--- DATA SUPPLIED ---

//! Account directory capability: which accounts exist and which are reachable.
//!
//! Injected into [`crate::ActivityModel`] so that account state is owned by the
//! caller (config, credential store, tests) instead of a process-wide registry.

use std::sync::Arc;

/// Known accounts and their connection state.
pub trait AccountDirectory {
    /// All configured accounts, in the order they should be registered.
    fn accounts(&self) -> Vec<String>;

    /// Whether `account` is currently reachable. Unknown accounts are not.
    fn is_connected(&self, account: &str) -> bool;
}

impl<T: AccountDirectory + ?Sized> AccountDirectory for &T {
    fn accounts(&self) -> Vec<String> {
        (**self).accounts()
    }

    fn is_connected(&self, account: &str) -> bool {
        (**self).is_connected(account)
    }
}

impl<T: AccountDirectory + ?Sized> AccountDirectory for Arc<T> {
    fn accounts(&self) -> Vec<String> {
        (**self).accounts()
    }

    fn is_connected(&self, account: &str) -> bool {
        (**self).is_connected(account)
    }
}

// ─── Static Directory ────────────────────────────────────────────────

/// In-memory directory with a fixed account order.
#[derive(Debug, Clone, Default, PartialEq, Eq)]
pub struct StaticDirectory {
    entries: Vec<(String, bool)>,
}

impl StaticDirectory {
    pub fn new() -> Self {
        Self::default()
    }

    #[must_use]
    pub fn with_account(mut self, account: impl Into<String>, connected: bool) -> Self {
        self.upsert(account, connected);
        self
    }

    /// Add an account, or update the connection state of an existing one.
    pub fn upsert(&mut self, account: impl Into<String>, connected: bool) {
        let account = account.into();
        match self.entries.iter_mut().find(|(name, _)| *name == account) {
            Some(entry) => entry.1 = connected,
            None => self.entries.push((account, connected)),
        }
    }

    /// Returns `false` if the account is unknown.
    pub fn set_connected(&mut self, account: &str, connected: bool) -> bool {
        match self.entries.iter_mut().find(|(name, _)| name == account) {
            Some(entry) => {
                entry.1 = connected;
                true
            }
            None => false,
        }
    }

    pub fn remove(&mut self, account: &str) -> bool {
        let before = self.entries.len();
        self.entries.retain(|(name, _)| name != account);
        self.entries.len() != before
    }

    pub fn len(&self) -> usize {
        self.entries.len()
    }

    pub fn is_empty(&self) -> bool {
        self.entries.is_empty()
    }
}

impl AccountDirectory for StaticDirectory {
    fn accounts(&self) -> Vec<String> {
        self.entries.iter().map(|(name, _)| name.clone()).collect()
    }

    fn is_connected(&self, account: &str) -> bool {
        self.entries
            .iter()
            .any(|(name, connected)| name == account && *connected)
    }
}
//! Aggregation model: one activity sublist per account, exposed as a single
//! virtually concatenated row space.
//!
//! The model:
//!
//! 1. Registers accounts in the order they appear (that order is the row order).
//! 2. Decides which accounts still need a fetch and issues at most one request
//!    per account through the injected [`FetchGateway`].
//! 3. Replaces an account's whole sublist when its fetch completes, queueing a
//!    remove-range for the old extent and an insert-range for the new one.
//! 4. Maps virtual row indices to records through cumulative sublist lengths.
//!
//! All mutation happens on the caller's thread; fetch completions arrive as
//! discrete [`FetchCompletion`] values.

use std::collections::HashMap;

use activity_core::error::ActivityError;
use activity_core::types::{
    ActivityRecord, DEFAULT_PAGE_SIZE, FetchCompletion, FetchOutcome, FetchRequest, ModelEvent,
};

use crate::account_directory::AccountDirectory;
use crate::fetch::FetchGateway;
use crate::sublist::{AccountSublist, SublistStatus};

// ─── Config ──────────────────────────────────────────────────────────

/// What to do with a completion that arrives after its account was
/// deregistered.
#[derive(Debug, Default, Clone, Copy, PartialEq, Eq, Hash)]
pub enum LateCompletionPolicy {
    /// Discard it, including any feature-unavailable signal it carries.
    #[default]
    Drop,
    /// Re-create the account's sublist at the end of the row space.
    Recreate,
}

#[derive(Debug, Clone, Copy, PartialEq, Eq)]
pub struct ModelConfig {
    /// Records requested per fetch.
    pub page_size: u32,
    pub late_completion: LateCompletionPolicy,
}

impl Default for ModelConfig {
    fn default() -> Self {
        Self {
            page_size: DEFAULT_PAGE_SIZE,
            late_completion: LateCompletionPolicy::Drop,
        }
    }
}

// ─── Model ───────────────────────────────────────────────────────────

/// Aggregates per-account activity sublists.
#[derive(Debug)]
pub struct ActivityModel<D, G> {
    directory: D,
    gateway: G,
    config: ModelConfig,
    /// Registration order is row order.
    sublists: Vec<AccountSublist>,
    /// Account name → id of the request currently in flight.
    in_flight: HashMap<String, u64>,
    /// Account name → id of the most recent request ever issued for it.
    /// Survives deregistration.
    latest_request: HashMap<String, u64>,
    next_request_id: u64,
    /// Notifications not yet drained by observers, in emission order.
    events: Vec<ModelEvent>,
}

impl<D: AccountDirectory, G: FetchGateway> ActivityModel<D, G> {
    pub fn new(directory: D, gateway: G) -> Self {
        Self::with_config(directory, gateway, ModelConfig::default())
    }

    pub fn with_config(directory: D, gateway: G, config: ModelConfig) -> Self {
        Self {
            directory,
            gateway,
            config,
            sublists: Vec::new(),
            in_flight: HashMap::new(),
            latest_request: HashMap::new(),
            next_request_id: 0,
            events: Vec::new(),
        }
    }

    // ── Registration ─────────────────────────────────────────────────

    /// Append an empty sublist for `account` unless one exists.
    ///
    /// Returns `true` if the account was newly registered. No notification
    /// is queued: an empty sublist covers no rows.
    pub fn register_account(&mut self, account: &str) -> bool {
        if self.position(account).is_some() {
            return false;
        }
        self.sublists.push(AccountSublist::new(account));
        tracing::debug!(account, "registered activity account");
        true
    }

    /// Remove `account` and its rows.
    ///
    /// Queues a single `RowsRemoved` over the account's extent and clears its
    /// in-flight marker; the outbound request itself is not cancelled.
    /// Returns `false` (and does nothing) for an unknown account.
    pub fn deregister_account(&mut self, account: &str) -> bool {
        let Some(k) = self.position(account) else {
            tracing::debug!(account, "deregister ignored: unknown account");
            return false;
        };
        let start = self.start_offset(k);
        let removed = self.sublists.remove(k);
        self.events.push(ModelEvent::RowsRemoved {
            start,
            count: removed.len(),
        });
        if self.in_flight.remove(account).is_some() {
            tracing::debug!(account, "deregistered with a fetch in flight");
        }
        tracing::debug!(account, rows = removed.len(), "deregistered activity account");
        true
    }

    // ── Fetching ─────────────────────────────────────────────────────

    /// Whether a call to [`Self::fetch_more`] would have anything to do.
    ///
    /// True when nothing is registered yet but the directory knows accounts,
    /// or when some registered account is empty, connected, idle and still
    /// pending. An account whose fetch has settled (even with zero records or
    /// a failure) stays out until it is refreshed.
    pub fn has_more_to_fetch(&self) -> bool {
        if self.sublists.is_empty() {
            return !self.directory.accounts().is_empty();
        }
        self.sublists.iter().any(|s| self.is_fetchable(s))
    }

    /// Issue a fetch for `account`.
    ///
    /// Returns `None` without side effects if the account is not connected or
    /// already has a fetch in flight. Otherwise registers the account if
    /// needed, marks it in flight and hands the request to the gateway.
    pub fn trigger_fetch(&mut self, account: &str) -> Option<FetchRequest> {
        if !self.directory.is_connected(account) {
            tracing::debug!(account, "fetch skipped: account not connected");
            return None;
        }
        if self.in_flight.contains_key(account) {
            tracing::debug!(account, "fetch skipped: already in flight");
            return None;
        }
        self.register_account(account);

        self.next_request_id = self.next_request_id.wrapping_add(1);
        let request = FetchRequest {
            request_id: self.next_request_id,
            account_name: account.to_owned(),
            page: 0,
            page_size: self.config.page_size,
        };
        self.in_flight
            .insert(account.to_owned(), request.request_id);
        self.latest_request
            .insert(account.to_owned(), request.request_id);
        tracing::debug!(
            account,
            request_id = request.request_id,
            page_size = request.page_size,
            "start fetching activities"
        );
        self.gateway.request(request.clone());
        Some(request)
    }

    /// Register every directory account not yet known and fetch every
    /// account that is eligible. Returns the number of requests issued.
    pub fn fetch_more(&mut self) -> usize {
        for account in self.directory.accounts() {
            self.register_account(&account);
        }
        let eligible: Vec<String> = self
            .sublists
            .iter()
            .filter(|s| self.is_fetchable(s))
            .map(|s| s.account_name().to_owned())
            .collect();
        eligible
            .iter()
            .filter_map(|account| self.trigger_fetch(account))
            .count()
    }

    /// Re-fetch a registered account. Current rows stay until the
    /// replacement arrives. Unknown accounts are ignored.
    pub fn refresh_account(&mut self, account: &str) -> Option<FetchRequest> {
        let Some(k) = self.position(account) else {
            tracing::debug!(account, "refresh ignored: unknown account");
            return None;
        };
        self.sublists[k].set_status(SublistStatus::Pending);
        self.trigger_fetch(account)
    }

    /// Merge a fetch result.
    ///
    /// Clears the in-flight marker, queues `FeatureUnavailable` when the
    /// server reported the feature as disabled, then swaps the account's
    /// sublist for one built from the returned records (order preserved).
    /// A failed fetch only marks the sublist as failed.
    pub fn on_fetch_completed(&mut self, completion: FetchCompletion) {
        let FetchCompletion { request, outcome } = completion;
        let account = request.account_name.as_str();

        match self.in_flight.get(account).copied() {
            Some(current) if current == request.request_id => {
                self.in_flight.remove(account);
            }
            Some(current) => {
                tracing::debug!(
                    account,
                    request_id = request.request_id,
                    current,
                    "dropping superseded fetch completion"
                );
                return;
            }
            // The marker was cleared by deregistration, or this request
            // already completed.
            None => {
                let recreate = self.config.late_completion == LateCompletionPolicy::Recreate
                    && self.position(account).is_none()
                    && self.latest_request.get(account) == Some(&request.request_id);
                if !recreate {
                    tracing::debug!(
                        account,
                        request_id = request.request_id,
                        "dropping late fetch completion"
                    );
                    return;
                }
                tracing::debug!(account, "applying late fetch completion");
            }
        }

        let position = self.position(account);
        if let FetchOutcome::Failed(reason) = &outcome {
            tracing::warn!(account, %reason, "activity fetch failed");
            if let Some(k) = position {
                self.sublists[k].set_status(SublistStatus::Failed);
            }
            return;
        }

        let status = if outcome.is_feature_unavailable() {
            tracing::info!(account, "activity feature not available on server");
            self.events.push(ModelEvent::FeatureUnavailable {
                account: account.to_owned(),
            });
            SublistStatus::FeatureUnavailable
        } else {
            SublistStatus::Loaded
        };

        let records: Vec<ActivityRecord> = outcome
            .records()
            .iter()
            .map(|raw| ActivityRecord::from_raw(account, raw))
            .collect();
        tracing::debug!(account, records = records.len(), "activities received");
        self.replace_sublist(AccountSublist::with_records(account, records, status));
    }

    /// Two-phase replace: remove the old extent (if the account had one), then
    /// insert the new one at the same start offset. Events are queued even for
    /// zero counts.
    fn replace_sublist(&mut self, sublist: AccountSublist) {
        let rows_before = self.total_row_count();
        let k = self
            .position(sublist.account_name())
            .unwrap_or(self.sublists.len());
        let start = self.start_offset(k);
        let new_len = sublist.len();

        let old_len = if k < self.sublists.len() {
            let old_len = self.sublists[k].len();
            self.events.push(ModelEvent::RowsRemoved {
                start,
                count: old_len,
            });
            old_len
        } else {
            0
        };

        if k < self.sublists.len() {
            self.sublists[k] = sublist;
        } else {
            self.sublists.push(sublist);
        }
        self.events.push(ModelEvent::RowsInserted {
            start,
            count: new_len,
        });

        let expected = rows_before - old_len + new_len;
        let actual = self.total_row_count();
        debug_assert_eq!(actual, expected, "row count drifted during replace");
        if actual != expected {
            tracing::error!(expected, actual, "row count drifted during replace");
        }
    }

    // ── Row Space ────────────────────────────────────────────────────

    /// Sum of all sublist lengths, recomputed on every call.
    pub fn total_row_count(&self) -> usize {
        self.sublists.iter().map(AccountSublist::len).sum()
    }

    /// Record at virtual row `index`.
    pub fn row_at(&self, index: usize) -> Result<&ActivityRecord, ActivityError> {
        let mut remaining = index;
        for sublist in &self.sublists {
            if let Some(record) = sublist.get(remaining) {
                return Ok(record);
            }
            remaining -= sublist.len();
        }
        Err(ActivityError::IndexOutOfRange {
            index,
            len: self.total_row_count(),
        })
    }

    /// All records in registration order; not sorted.
    pub fn flatten_all(&self) -> Vec<ActivityRecord> {
        self.records().cloned().collect()
    }

    /// Borrowing iterator over all records in row order.
    pub fn records(&self) -> impl Iterator<Item = &ActivityRecord> + '_ {
        self.sublists.iter().flat_map(|s| s.records().iter())
    }

    // ── Notifications ────────────────────────────────────────────────

    /// Take all queued notifications in emission order.
    pub fn drain_events(&mut self) -> Vec<ModelEvent> {
        std::mem::take(&mut self.events)
    }

    // ── Queries ──────────────────────────────────────────────────────

    /// Registered accounts in row order.
    pub fn account_names(&self) -> Vec<&str> {
        self.sublists.iter().map(AccountSublist::account_name).collect()
    }

    pub fn sublist(&self, account: &str) -> Option<&AccountSublist> {
        self.sublists.iter().find(|s| s.account_name() == account)
    }

    pub fn is_in_flight(&self, account: &str) -> bool {
        self.in_flight.contains_key(account)
    }

    pub fn in_flight_count(&self) -> usize {
        self.in_flight.len()
    }

    pub fn directory(&self) -> &D {
        &self.directory
    }

    pub fn directory_mut(&mut self) -> &mut D {
        &mut self.directory
    }

    pub fn gateway(&self) -> &G {
        &self.gateway
    }

    // ── Internals ────────────────────────────────────────────────────

    fn position(&self, account: &str) -> Option<usize> {
        self.sublists
            .iter()
            .position(|s| s.account_name() == account)
    }

    /// First virtual row of `sublists[k]` (or one past the end for `k == len`).
    fn start_offset(&self, k: usize) -> usize {
        self.sublists[..k].iter().map(AccountSublist::len).sum()
    }

    fn is_fetchable(&self, sublist: &AccountSublist) -> bool {
        sublist.is_empty()
            && sublist.status() == SublistStatus::Pending
            && !self.in_flight.contains_key(sublist.account_name())
            && self.directory.is_connected(sublist.account_name())
    }
}

// ─── Tests ───────────────────────────────────────────────────────────
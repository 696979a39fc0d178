//! Accounts file: which accounts exist, whether they are reachable, and where
//! each one's activity feed is read from.
//!
//! ```json
//! {"accounts": [
//!   {"name": "alice@cloud.example", "connected": true, "feed": "alice.json"}
//! ]}
//! ```
//!
//! Relative feed paths resolve against the accounts file's directory.

use std::path::{Path, PathBuf};

use activity_gateway::StaticDirectory;
use activity_source_ocs::FileActivitySource;
use anyhow::Context;
use serde::Deserialize;

#[derive(Debug, Clone, PartialEq, Eq, Deserialize)]
pub struct FeedConfig {
    #[serde(default)]
    pub accounts: Vec<AccountConfig>,
}

#[derive(Debug, Clone, PartialEq, Eq, Deserialize)]
pub struct AccountConfig {
    pub name: String,
    #[serde(default = "default_connected")]
    pub connected: bool,
    pub feed: PathBuf,
}

fn default_connected() -> bool {
    true
}

impl FeedConfig {
    pub fn load(path: &Path) -> anyhow::Result<Self> {
        let content = std::fs::read_to_string(path)
            .with_context(|| format!("failed to read accounts file {}", path.display()))?;
        let mut config = Self::parse(&content)
            .with_context(|| format!("invalid accounts file {}", path.display()))?;
        if let Some(base) = path.parent() {
            config.resolve_feeds(base);
        }
        Ok(config)
    }

    pub fn parse(content: &str) -> anyhow::Result<Self> {
        let config: Self = serde_json::from_str(content)?;
        let mut seen = std::collections::HashSet::new();
        for account in &config.accounts {
            if !seen.insert(account.name.as_str()) {
                anyhow::bail!("duplicate account {}", account.name);
            }
        }
        Ok(config)
    }

    fn resolve_feeds(&mut self, base: &Path) {
        for account in &mut self.accounts {
            if account.feed.is_relative() {
                account.feed = base.join(&account.feed);
            }
        }
    }

    pub fn directory(&self) -> StaticDirectory {
        self.accounts
            .iter()
            .fold(StaticDirectory::new(), |dir, account| {
                dir.with_account(account.name.clone(), account.connected)
            })
    }

    pub fn source(&self) -> FileActivitySource {
        self.accounts
            .iter()
            .fold(FileActivitySource::new(), |source, account| {
                source.with_feed(account.name.clone(), account.feed.clone())
            })
    }
}

#[cfg(test)]
mod tests {
    use super::*;
    use activity_gateway::AccountDirectory;

    #[test]
    fn parse_with_defaults() {
        let config = FeedConfig::parse(
            r#"{"accounts": [
                {"name": "a", "feed": "a.json"},
                {"name": "b", "connected": false, "feed": "/srv/b.json"}
            ]}"#,
        )
        .expect("parse");
        assert_eq!(config.accounts.len(), 2);
        assert!(config.accounts[0].connected);
        assert!(!config.accounts[1].connected);
    }

    #[test]
    fn duplicate_accounts_rejected() {
        let err = FeedConfig::parse(
            r#"{"accounts": [{"name": "a", "feed": "1.json"}, {"name": "a", "feed": "2.json"}]}"#,
        )
        .expect_err("duplicate");
        assert!(err.to_string().contains("duplicate account a"));
    }

    #[test]
    fn load_resolves_relative_feeds() {
        let dir = tempfile::tempdir().expect("tempdir");
        let path = dir.path().join("accounts.json");
        std::fs::write(
            &path,
            r#"{"accounts": [{"name": "a", "feed": "feeds/a.json"}, {"name": "b", "feed": "/abs/b.json"}]}"#,
        )
        .expect("write");

        let config = FeedConfig::load(&path).expect("load");
        assert_eq!(config.accounts[0].feed, dir.path().join("feeds/a.json"));
        assert_eq!(config.accounts[1].feed, PathBuf::from("/abs/b.json"));

        let source = config.source();
        assert_eq!(
            source.feed_path("a"),
            Some(dir.path().join("feeds/a.json").as_path())
        );
    }

    #[test]
    fn missing_file_has_context() {
        let err = FeedConfig::load(Path::new("/nonexistent/accounts.json")).expect_err("missing");
        assert!(err.to_string().contains("failed to read accounts file"));
    }

    #[test]
    fn directory_preserves_order_and_connectivity() {
        let config = FeedConfig::parse(
            r#"{"accounts": [{"name": "z", "feed": "z"}, {"name": "a", "connected": false, "feed": "a"}]}"#,
        )
        .expect("parse");
        let dir = config.directory();
        assert_eq!(dir.accounts(), vec!["z".to_string(), "a".to_string()]);
        assert!(dir.is_connected("z"));
        assert!(!dir.is_connected("a"));
    }
}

---

**EXERCISE GOAL:** Restate word for word the entries above, starting at the line with "of requests issued." and ending at the line with "let eligible: Vec<String> = self", inclusive, and no others.

**EXERCISE OUTPUT:**
    /// account that is eligible. Returns the number of requests issued.
    pub fn fetch_more(&mut self) -> usize {
        for account in self.directory.accounts() {
            self.register_account(&account);
        }
        let eligible: Vec<String> = self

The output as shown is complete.